Si Venise était un encrier dans lequel plongeaient les écrivains du siècle dernier, aujourd’hui, Tokyo semble la remplacer. C’est une ville prolixe. Elle dit tout. Elle ruisselle de sens. Est ce vraiment une ville ? <Non, répond, Paul Théroux, écrivain et romancier américain, c’est une machine>. Attendez vous donc à être catapulté ! Questions goûts, la tache est sacrément ardue. Parce que vous voilà projeté dans une planète inédite. Au bout de quelques heures, vous renoncerez à vos grilles de lecture occidentales. Elles ne fonctionnent plus. Ici, on trouve les meilleurs croissants du monde, les meilleurs restaurants italiens (et probablement, les meilleurs tables japonaises). À chaque fois que vous vous avancez sur un postulat, celui-ci se dérobe. Au hasard : un déjeuner chez Jiro, octogénaire triplement étoilé, logé dans un couloir sépia du métro.

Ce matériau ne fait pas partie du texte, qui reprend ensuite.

//! Load configuration for graph construction.
//!
//! Configuration is layered:
//! 1. Defaults (`LoadConfig::default()`)
//! 2. Environment overrides (`LoadConfig::from_env()`)
//! 3. Builder calls (`with_*`)

use std::fmt;
use std::path::PathBuf;
use std::str::FromStr;
use std::sync::Arc;

use thiserror::Error;
use tracing::{warn, Dispatch};

/// Working directory override.
pub const ENV_WORKDIR: &str = "PKGREG_WORKDIR";
/// Include test files (`1`/`true`).
pub const ENV_LOAD_TESTS: &str = "PKGREG_LOAD_TESTS";
/// Load mode (`files|imports|types|syntax|all`).
pub const ENV_LOAD_MODE: &str = "PKGREG_LOAD_MODE";

// ============================================================================
// Load Mode
// ============================================================================

/// How much the front end is asked to load for each package.
///
/// Modes are cumulative: each includes everything the previous one loads.
#[derive(Debug, Clone, Copy, Default, PartialEq, Eq, PartialOrd, Ord, Hash)]
pub enum LoadMode {
    /// Package names and file lists.
    Files,
    /// Plus the import graph.
    Imports,
    /// Plus resolved type information.
    Types,
    /// Plus syntax trees of the requested packages.
    Syntax,
    /// Plus syntax trees of every dependency.
    #[default]
    AllSyntax,
}

impl LoadMode {
    /// Whether declarations can be scanned under this mode.
    pub fn includes_syntax(self) -> bool {
        self >= LoadMode::Syntax
    }

    /// Whether dependencies are loaded with syntax too.
    pub fn includes_dependency_syntax(self) -> bool {
        self == LoadMode::AllSyntax
    }

    pub fn as_str(self) -> &'static str {
        match self {
            LoadMode::Files => "files",
            LoadMode::Imports => "imports",
            LoadMode::Types => "types",
            LoadMode::Syntax => "syntax",
            LoadMode::AllSyntax => "all",
        }
    }
}

impl fmt::Display for LoadMode {
    fn fmt(&self, f: &mut fmt::Formatter<'_>) -> fmt::Result {
        f.write_str(self.as_str())
    }
}

/// An unrecognized load mode string.
#[derive(Debug, Clone, PartialEq, Eq, Error)]
#[error("unknown load mode: {0} (expected files, imports, types, syntax or all)")]
pub struct ParseLoadModeError(pub String);

impl FromStr for LoadMode {
    type Err = ParseLoadModeError;

    fn from_str(s: &str) -> Result<Self, Self::Err> {
        match s.trim().to_ascii_lowercase().as_str() {
            "files" => Ok(LoadMode::Files),
            "imports" => Ok(LoadMode::Imports),
            "types" => Ok(LoadMode::Types),
            "syntax" => Ok(LoadMode::Syntax),
            "all" | "all_syntax" | "allsyntax" => Ok(LoadMode::AllSyntax),
            _ => Err(ParseLoadModeError(s.to_string())),
        }
    }
}

// ============================================================================
// Package Namer
// ============================================================================

/// Custom resolver for package display names.
pub trait PackageNamer: Send + Sync {
    /// Display name for the package with the given id, or `None` to keep the
    /// declared package name.
    fn package_name(&self, id: &str) -> Option<String>;
}

impl<F> PackageNamer for F
where
    F: Fn(&str) -> Option<String> + Send + Sync,
{
    fn package_name(&self, id: &str) -> Option<String> {
        self(id)
    }
}

// ============================================================================
// Load Config
// ============================================================================

/// Options for [`Packages::build`](crate::graph::Packages::build).
#[derive(Clone, Default)]
pub struct LoadConfig {
    /// Directory patterns are resolved against; front end default if unset.
    pub workdir: Option<PathBuf>,
    pub mode: LoadMode,
    /// Whether test files are loaded.
    pub tests: bool,
    pub namer: Option<Arc<dyn PackageNamer>>,
    /// Subscriber receiving the events of a construction.
    pub dispatch: Option<Dispatch>,
}

impl fmt::Debug for LoadConfig {
    fn fmt(&self, f: &mut fmt::Formatter<'_>) -> fmt::Result {
        f.debug_struct("LoadConfig")
            .field("workdir", &self.workdir)
            .field("mode", &self.mode)
            .field("tests", &self.tests)
            .field("namer", &self.namer.as_ref().map(|_| "<namer>"))
            .field("dispatch", &self.dispatch.is_some())
            .finish()
    }
}

impl LoadConfig {
    pub fn new() -> Self {
        Self::default()
    }

    /// Defaults with environment overrides applied.
    pub fn from_env() -> Self {
        let mut config = Self::default();
        config.apply_env_overrides();
        config
    }

    fn apply_env_overrides(&mut self) {
        if let Ok(dir) = std::env::var(ENV_WORKDIR) {
            if !dir.is_empty() {
                self.workdir = Some(PathBuf::from(dir));
            }
        }

        if let Ok(tests) = std::env::var(ENV_LOAD_TESTS) {
            self.tests = matches!(
                tests.trim().to_ascii_lowercase().as_str(),
                "1" | "true" | "yes"
            );
        }

        if let Ok(mode) = std::env::var(ENV_LOAD_MODE) {
            match mode.parse() {
                Ok(mode) => self.mode = mode,
                Err(err) => warn!(error = %err, "ignoring {}", ENV_LOAD_MODE),
            }
        }
    }

    pub fn with_workdir(mut self, dir: impl Into<PathBuf>) -> Self {
        self.workdir = Some(dir.into());
        self
    }

    pub fn with_mode(mut self, mode: LoadMode) -> Self {
        self.mode = mode;
        self
    }

    pub fn with_tests(mut self, tests: bool) -> Self {
        self.tests = tests;
        self
    }

    pub fn with_namer(mut self, namer: impl PackageNamer + 'static) -> Self {
        self.namer = Some(Arc::new(namer));
        self
    }

    /// Send this construction's events to `dispatch` instead of the default
    /// subscriber.
    pub fn with_dispatch(mut self, dispatch: Dispatch) -> Self {
        self.dispatch = Some(dispatch);
        self
    }

    /// Display name for a package, consulting the namer first.
    pub fn package_name(&self, id: &str, declared: &str) -> String {
        self.namer
            .as_ref()
            .and_then(|n| n.package_name(id))
            .unwrap_or_else(|| declared.to_string())
    }
}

On s’attend à une sérénité sans nom, à un déroulé placide. Ce fut tout le contraire. Le repas composé de vingt -quatre sushis exceptionnels, se déroula sans un mot. Juste des murmures approbatifs et une rafale d’une violence inouïe. Juste trente-cinq minutes avec des stridences dans les poissons bleus, des nappes douces et musquées dans les oursins (uni), le grelot salés des œufs de saumon (ikura), le calme gras du thon (toro).
Après cela, vous remontez à la surface, tombez sur une femme en kimono trottinant, une collégienne lourde de sens. Tokyo est un vrac et ressac permanent avec une nouvelle touche inattendue. Avec les économies d’énergie, on découvre une nouvelle dimension de la ville. La pénombre, l’ombre. On retombe alors en plein Tanizaki et sa mythique « éloge>. La boucle est bouclée. Vous êtes pris dans un nœud, un bondage si vous préférez, dans la position idoine pour être mangé.
Gould
25 avril 2012 at 10 h 14 minUn livre!
Gould
25 avril 2012 at 11 h 02 minOn attend la gestuelle maintenant 😉
Pascal
5 mai 2012 at 13 h 32 minJean-François Sabouret a écrit « Besoin de Japon ». Après avoir lu cet article, j’ai à nouveau besoin de Tokyo. Et pourtant, j’en reviens, mais c’est tout ce que nous procure cette ville : l’abandon des certitudes, le contre pied permanent. On en ressort tonique et zen, fatigué et reposé.